Activity:
Where in the material does the word "UpdateUserBody" appear? Copy each line that has it.

Source records:
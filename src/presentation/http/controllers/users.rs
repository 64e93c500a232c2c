// src/presentation/http/controllers/users.rs
use crate::application::{
    commands::users::{LoginUserCommand, RegisterUserCommand, UpdateUserCommand},
    dto::UserDto,
};
use crate::presentation::http::error::{HttpResult, IntoHttpResult};
use crate::presentation::http::extractors::Authenticated;
use crate::presentation::http::state::HttpState;
use axum::{Extension, Json, http::StatusCode};
use serde::{Deserialize, Serialize};

#[derive(Debug, Deserialize)]
pub struct UserRequest<T> {
    pub user: T,
}

#[derive(Debug, Deserialize)]
pub struct RegisterBody {
    pub email: String,
    pub username: String,
    pub password: String,
}

#[derive(Debug, Deserialize)]
pub struct LoginBody {
    pub email: String,
    pub password: String,
}

#[derive(Debug, Default, Deserialize)]
pub struct UpdateUserBody {
    pub email: Option<String>,
    pub username: Option<String>,
    pub password: Option<String>,
    pub bio: Option<String>,
    pub image: Option<String>,
}

#[derive(Debug, Serialize, Deserialize)]
pub struct UserResponse {
    pub user: UserDto,
}

pub async fn register(
    Extension(state): Extension<HttpState>,
    Json(payload): Json<UserRequest<RegisterBody>>,
) -> HttpResult<(StatusCode, Json<UserResponse>)> {
    let RegisterBody {
        email,
        username,
        password,
    } = payload.user;

    let user = state
        .services
        .user_commands
        .register(RegisterUserCommand {
            email,
            username,
            password,
        })
        .await
        .into_http()?;

    Ok((StatusCode::CREATED, Json(UserResponse { user })))
}

pub async fn login(
    Extension(state): Extension<HttpState>,
    Json(payload): Json<UserRequest<LoginBody>>,
) -> HttpResult<Json<UserResponse>> {
    let LoginBody { email, password } = payload.user;

    let user = state
        .services
        .user_commands
        .login(LoginUserCommand { email, password })
        .await
        .into_http()?;

    Ok(Json(UserResponse { user }))
}

pub async fn current_user(
    Extension(state): Extension<HttpState>,
    Authenticated { user, token }: Authenticated,
) -> HttpResult<Json<UserResponse>> {
    let user = state
        .services
        .user_queries
        .current_user(&user, Some(token))
        .await
        .into_http()?;

    Ok(Json(UserResponse { user }))
}

pub async fn update_user(
    Extension(state): Extension<HttpState>,
    Authenticated { user, .. }: Authenticated,
    Json(payload): Json<UserRequest<UpdateUserBody>>,
) -> HttpResult<Json<UserResponse>> {
    let UpdateUserBody {
        email,
        username,
        password,
        bio,
        image,
    } = payload.user;

    let command = UpdateUserCommand {
        email,
        username,
        password,
        bio,
        image,
    };

    let user = state
        .services
        .user_commands
        .update_user(&user, command)
        .await
        .into_http()?;

    Ok(Json(UserResponse { user }))
}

Solution:
pub struct UpdateUserBody {
    Json(payload): Json<UserRequest<UpdateUserBody>>,
    let UpdateUserBody {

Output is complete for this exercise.